The sliding door to the padded anesthesia/recovery room was wide open to every passing germ. We went through there, Annabel exclaiming over the resilient floor and bouncing up and down a couple of times.
“What’s that wall for?” she asked, pointing.
“The vets stand behind that when the horse comes round,” I explained. “Apparently the patient thrashes around sometimes and the vets like to be out of kicking range.”
“Like bullrings,” she said.
“Exactly.”
There seemed to be no one about. We went on across the corridor and into the reception room with its array of equipment round the walls, all quiet and ready for use.

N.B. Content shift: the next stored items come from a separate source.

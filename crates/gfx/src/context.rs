use crate::device::{BufferHandle, GraphicsDevice, ProgramHandle, ShaderHandle};
use crate::shader::{Shader, add_headers, numbered_listing};
use crate::{ClearMask, Defines, Feature, GfxError, ShaderStage};
use vesta_common::{BindingTarget, ComponentType, DataUsage, DrawMode};
use vesta_math::Vector4;

/// Engine-facing wrapper over a [`GraphicsDevice`].
///
/// Owns the device and the small amount of state needed to skip redundant
/// driver calls (enabled attribute slots, current program).
#[derive(Debug)]
pub struct Context<D> {
    device: D,
    attribute_slots: u32,
    program: Option<ProgramHandle>,
}

impl<D: GraphicsDevice> Context<D> {
    pub fn new(device: D) -> Self {
        Self {
            device,
            attribute_slots: 0,
            program: None,
        }
    }

    pub fn device(&self) -> &D {
        &self.device
    }

    pub fn device_mut(&mut self) -> &mut D {
        &mut self.device
    }

    pub fn into_device(self) -> D {
        self.device
    }

    /// Number of currently enabled vertex attribute slots.
    pub fn attribute_slots(&self) -> u32 {
        self.attribute_slots
    }

    pub fn set_viewport(&mut self, x: i32, y: i32, width: u32, height: u32) {
        self.device.viewport(x, y, width, height);
    }

    /// Clear the selected buffers in a single call. Nothing selected, no call.
    pub fn clear(&mut self, color: bool, depth: bool, stencil: bool) {
        let mask = ClearMask {
            color,
            depth,
            stencil,
        };
        if mask.is_empty() {
            return;
        }
        self.device.clear(mask);
    }

    pub fn clear_color(&mut self, color: &Vector4) {
        self.device.clear_color(color.x, color.y, color.z, color.w);
    }

    /// Enable or disable `feature`, only touching the device on a change.
    pub fn set_feature(&mut self, feature: Feature, enabled: bool) {
        let current = self.device.is_enabled(feature);
        match (enabled, current) {
            (true, false) => self.device.enable(feature),
            (false, true) => self.device.disable(feature),
            _ => tracing::trace!(?feature, enabled, "feature state unchanged"),
        }
    }

    /// Compile both stages with injected headers, link, and introspect.
    pub fn create_shader(
        &mut self,
        vertex: &str,
        fragment: &str,
        defines: &Defines,
    ) -> Result<Shader, GfxError> {
        let vertex_src = add_headers(vertex, defines, false);
        let fragment_src = add_headers(fragment, defines, true);

        let vs = self.compile(ShaderStage::Vertex, &vertex_src)?;
        let fs = match self.compile(ShaderStage::Fragment, &fragment_src) {
            Ok(fs) => fs,
            Err(e) => {
                self.device.delete_shader(vs);
                return Err(e);
            }
        };

        let linked = self.device.link_program(vs, fs);
        self.device.delete_shader(vs);
        self.device.delete_shader(fs);

        let program = linked.map_err(|log| {
            tracing::error!(%log, "cannot link a program");
            GfxError::Link(log)
        })?;

        let attributes = self.device.active_attributes(program);
        let uniforms = self.device.active_uniforms(program);
        tracing::debug!(
            ?program,
            attributes = attributes.len(),
            uniforms = uniforms.len(),
            "shader program linked"
        );

        Ok(Shader::new(program, attributes, uniforms))
    }

    fn compile(&mut self, stage: ShaderStage, source: &str) -> Result<ShaderHandle, GfxError> {
        self.device.compile_shader(stage, source).map_err(|log| {
            let listing = numbered_listing(source);
            tracing::error!(%stage, %log, "error occurred while compiling shader\n{listing}");
            GfxError::Compile {
                stage,
                log,
                listing,
            }
        })
    }

    /// Make `program` current unless it already is.
    pub fn use_program(&mut self, program: ProgramHandle) {
        if self.program == Some(program) {
            return;
        }
        self.device.use_program(Some(program));
        self.program = Some(program);
    }

    /// Allocate a buffer, upload `data` and leave `target` unbound.
    pub fn create_buffer(
        &mut self,
        target: BindingTarget,
        data: &[u8],
        usage: DataUsage,
    ) -> BufferHandle {
        let buffer = self.device.create_buffer();
        self.bind_buffer(target, buffer);
        self.device.buffer_data(target, data, usage);
        self.unbind_buffer(target);
        tracing::trace!(?buffer, ?target, bytes = data.len(), "buffer uploaded");
        buffer
    }

    pub fn bind_buffer(&mut self, target: BindingTarget, buffer: BufferHandle) {
        self.device.bind_buffer(target, Some(buffer));
    }

    pub fn unbind_buffer(&mut self, target: BindingTarget) {
        self.device.bind_buffer(target, None);
    }

    /// Make exactly `count` attribute slots active, diffing against the
    /// previously active count.
    pub fn switch_attributes(&mut self, count: u32) {
        if self.attribute_slots < count {
            for index in self.attribute_slots..count {
                self.device.enable_vertex_attrib_array(index);
            }
        } else {
            for index in count..self.attribute_slots {
                self.device.disable_vertex_attrib_array(index);
            }
        }
        self.attribute_slots = count;
    }

    pub fn draw_arrays(&mut self, mode: DrawMode, first: u32, count: u32) {
        self.device.draw_arrays(mode, first, count);
    }

    pub fn draw_elements(
        &mut self,
        mode: DrawMode,
        count: u32,
        index_type: ComponentType,
        offset: u32,
    ) {
        self.device.draw_elements(mode, count, index_type, offset);
    }
}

“Usually they’re so careful about locking everything,” I said. “The whole system’s coming to bits.”
“Poor people.”
I tried the door leading to the outside world. That at least was secure.
I began to feel vaguely uneasy. The entire theater area felt wrong, though I couldn’t analyze why. I’d grown familiar with the place and it all looked the same. The difference was that I was now pretty sure who had murdered Scott, and felt anxious to tell Ramsey immediately. It was unlike him not to be there already, though the “late morning” of his message hadn’t been pinpointedly precise.
Perhaps I should have told Ken, I thought, but the damage had been done. Perhaps it wasn’t such a good idea to be here on a Sunday morning.